- THE PROBLEM
Work out how many lines below contain the word "TelAviv", then give that number alone.

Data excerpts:
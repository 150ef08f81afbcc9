use crate::error::UnknownCity;
use serde::{Deserialize, Serialize};
use std::{fmt, str::FromStr};

/// One of the four cities covered by the dashboard.
#[derive(Debug, Clone, Copy, PartialEq, Eq, Hash, PartialOrd, Ord, Serialize, Deserialize)]
pub enum City {
    Berlin,
    Paris,
    Madrid,
    #[serde(rename = "Tel Aviv-Yafo")]
    TelAviv,
}

impl City {
    /// All cities in selector order.
    pub const ALL: [City; 4] = [City::Berlin, City::Paris, City::Madrid, City::TelAviv];

    /// Display name, identical to the value stored in the datasets.
    pub fn name(&self) -> &'static str {
        match self {
            City::Berlin => "Berlin",
            City::Paris => "Paris",
            City::Madrid => "Madrid",
            City::TelAviv => "Tel Aviv-Yafo",
        }
    }

    /// Country name as used by the world map.
    pub fn country(&self) -> &'static str {
        match self {
            City::Berlin => "Germany",
            City::Paris => "France",
            City::Madrid => "Spain",
            City::TelAviv => "Israel",
        }
    }

    /// Series color for charts grouped by city.
    pub fn color(&self) -> &'static str {
        match self {
            City::Berlin => "#6495ed",
            City::Madrid => "#ffb347",
            City::Paris => "#e6a8d7",
            City::TelAviv => "#93c572",
        }
    }

    /// The selector option values, in selector order.
    pub fn names() -> Vec<&'static str> {
        City::ALL.iter().map(City::name).collect()
    }
}

impl fmt::Display for City {
    fn fmt(&self, f: &mut fmt::Formatter<'_>) -> fmt::Result {
        f.write_str(self.name())
    }
}

impl FromStr for City {
    type Err = UnknownCity;

    fn from_str(s: &str) -> Result<Self, Self::Err> {
        City::ALL
            .into_iter()
            .find(|c| c.name() == s.trim())
            .ok_or_else(|| UnknownCity(s.to_string()))
    }
}
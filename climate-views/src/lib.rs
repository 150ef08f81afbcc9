//! View builders for the city climate dashboard.
//!
//! Every builder is a plain function of the loaded [`DashboardData`] and, for
//! the filtered charts, one selector value. Builders never read global state
//! and never fail on a bad selector value: an unknown city renders an empty
//! chart instead.

pub mod builders;
pub mod config;
pub mod data;
pub mod download;
pub mod filter;
pub mod spec;

pub use config::DashboardConfig;
pub use data::{BuildError, DashboardData};
pub use download::Download;
pub use filter::FilterError;
pub use spec::{ChartKind, ChartSpec, Point, Series, TableSpec, View};
//! Core types for the city climate dashboard.
//!
//! - `city`: the four known cities, their countries and palette colors
//! - `record`: named-field access used by the aggregation functions
//! - `observation`: one loaded observation row
//! - `table`: generic pre-computed tables (monthly averages, exports)
//! - `store`: the immutable [`DatasetStore`] built once at startup

pub mod city;
pub mod error;
pub mod observation;
pub mod record;
pub mod store;
pub mod table;

pub use city::City;
pub use error::{DatasetError, UnknownCity};
pub use observation::ObservationRow;
pub use record::{Record, Value};
pub use store::DatasetStore;
pub use table::{Cell, Table, TableRow};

- ANSWER SPACE
5